La vida después de la muerte puede ser un debate religioso, metafísico y hasta esotérico, pero la forma de experimentar el tránsito entre vida y muerte y las formas de morir son terreno exclusivo de lo que el experto español Enrique Bonete Perales denominó “tanato-ética”. ¿Tenemos derecho a prolongar caprichosamente la existencia? ¿Nos ahorra dolor o nos impide procesar las ausencias? ¿Se gana o se pierde humanidad ampliando la participación de quienes ya no están aunque sea ficticiamente? ¿Está bien o mal perpetuar artificialmente lo que realmente es finito? ¿Qué consecuencias puede traer en el mediano plazo para nuestras formas de socializar y vincularnos?

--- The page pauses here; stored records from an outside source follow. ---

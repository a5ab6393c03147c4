use std::path::Path;

use lofty::file::TaggedFileExt;
use lofty::picture::PictureType;

use crate::error::CoverError;

/// Picture bytes stored in the file's tags, front cover preferred.
pub fn embedded_art(path: &Path) -> Result<Option<Vec<u8>>, CoverError> {
    let tagged = lofty::read_from_path(path)?;

    let pictures: Vec<_> = tagged.tags().iter().flat_map(|t| t.pictures()).collect();

    let chosen = pictures
        .iter()
        .find(|p| p.pic_type() == PictureType::CoverFront)
        .or_else(|| pictures.first());

    Ok(chosen
        .map(|p| p.data().to_vec())
        .filter(|data| !data.is_empty()))
}
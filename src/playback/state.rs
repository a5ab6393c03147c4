use crate::library::Track;

#[derive(Debug, Default, Clone, Copy, PartialEq, Eq)]
pub enum PlayState {
    #[default]
    Stopped,
    Playing,
    Paused,
}

/// Read-only copy of the controller state.
#[derive(Debug, Default, Clone, PartialEq, Eq)]
pub struct PlaybackSnapshot {
    pub state: PlayState,
    pub current: Option<Track>,
    /// Index of the last played track in the library ordering.
    pub position: usize,
}
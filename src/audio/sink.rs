//! Opening and decoding files, and wrapping a decoded file in a `rodio` sink.

use std::fs::File;
use std::io::BufReader;
use std::path::Path;
use std::time::{Duration, Instant};

use rodio::{Decoder, OutputStream, Sink, Source};

use crate::error::AudioError;

pub(super) fn open_decoder(path: &Path) -> Result<Decoder<BufReader<File>>, AudioError> {
    let file = File::open(path).map_err(|source| AudioError::Open {
        path: path.to_path_buf(),
        source,
    })?;

    Decoder::new(BufReader::new(file)).map_err(|source| AudioError::Decode {
        path: path.to_path_buf(),
        source,
    })
}

/// A started track. Without an output device there is no sink and the
/// position comes from the wall clock.
pub(super) struct Loaded {
    sink: Option<Sink>,
    total: Option<Duration>,
    started_at: Option<Instant>,
    accumulated: Duration,
}

impl Loaded {
    pub(super) fn start(output: Option<&OutputStream>, path: &Path) -> Result<Self, AudioError> {
        let source = open_decoder(path)?;
        let total = source.total_duration();

        let sink = output.map(|stream| {
            let sink = Sink::connect_new(stream.mixer());
            sink.append(source);
            sink.play();
            sink
        });

        Ok(Self {
            sink,
            total,
            started_at: Some(Instant::now()),
            accumulated: Duration::ZERO,
        })
    }

    pub(super) fn pause(&mut self) {
        if let Some(s) = self.sink.as_ref() {
            s.pause();
        }
        if let Some(st) = self.started_at.take() {
            self.accumulated += st.elapsed();
        }
    }

    pub(super) fn resume(&mut self) {
        if let Some(s) = self.sink.as_ref() {
            s.play();
        }
        if self.started_at.is_none() {
            self.started_at = Some(Instant::now());
        }
    }

    pub(super) fn is_paused(&self) -> bool {
        self.started_at.is_none()
    }

    pub(super) fn position(&self) -> Duration {
        match self.sink.as_ref() {
            Some(s) => s.get_pos(),
            None => self.accumulated + self.started_at.map_or(Duration::ZERO, |st| st.elapsed()),
        }
    }

    /// True once the whole track has been played.
    pub(super) fn finished(&self) -> bool {
        if self.is_paused() {
            return false;
        }
        match self.sink.as_ref() {
            Some(s) => s.empty(),
            // Silent clock with unknown length keeps "playing" until stopped.
            None => self.total.is_some_and(|t| self.position() >= t),
        }
    }

    pub(super) fn stop(self) {
        if let Some(s) = self.sink {
            s.stop();
        }
    }
}
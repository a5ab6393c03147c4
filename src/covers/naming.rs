use std::fmt;

/// Replace every character outside `[A-Za-z0-9._-]` with `_`.
pub fn sanitize(name: &str) -> String {
    name.chars()
        .map(|c| {
            if c.is_ascii_alphanumeric() || matches!(c, '.' | '_' | '-') {
                c
            } else {
                '_'
            }
        })
        .collect()
}

/// `<sanitized artist>-<sanitized title>.jpg`
pub fn cover_file_name(artist: &str, title: &str) -> String {
    format!("{}-{}.jpg", sanitize(artist), sanitize(title))
}

/// Identity of a cover: one image per (artist, title).
#[derive(Clone, Debug, PartialEq, Eq, Hash)]
pub struct CoverKey {
    pub artist: String,
    pub title: String,
}

impl CoverKey {
    pub fn new(artist: &str, title: &str) -> Self {
        Self {
            artist: artist.to_string(),
            title: title.to_string(),
        }
    }

    pub fn file_name(&self) -> String {
        cover_file_name(&self.artist, &self.title)
    }
}

impl fmt::Display for CoverKey {
    fn fmt(&self, f: &mut fmt::Formatter<'_>) -> fmt::Result {
        write!(f, "{}-{}", self.artist, self.title)
    }
}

Esos serían algunos de los interrogantes con los que esa disciplina irrumpe en nuestro debate sobre el auge del negocio de las grief tech.
Ese negocio se inscribe en una tendencia mayor que podríamos llamar la omnipotencia de la IA y, en general, la prepotencia humana sobre el devenir. Todo vuelto mercado, todo convertido en negocio. Con la IA y el sexo también proliferan plataformas para crear avatars a nuestro gusto personalizado. Más se paga, más personalizado y realista, no real, es el trato sexual recibido. En cuánto a la prepotencia sobre el devenir, se están experimentando, por ejemplo, con células humanas implantadas en los corazones de embriones de chanchos. Esa clase de avances médicos acabarían por ofrecer nuevas soluciones a trasplantes de órganos. Pero, con el camino de mercantilización monolítico que va cobrando todo avance, eso no estaría al servicio del bien común, ni socializado, sino que se volvería un lujo sólo para quienes puedan abonarlo.
De esa forma, los descubrimientos y avances, sean en IA o en medicina, podrían profundizar los problemas antes que solucionarlos, aunque, en principio, luzcan como epifanías que todo remediarán. Como si fuésemos viandantes en el tiempo, un portal al futuro nos devolvería una imagen obvia de lo que hoy miramos deslumbrados: el final de los citados capítulos de Black Mirror. Porque, al final, la fórmula es obvia: a más mercado, menos humanos, a más negocios, menos humanidad.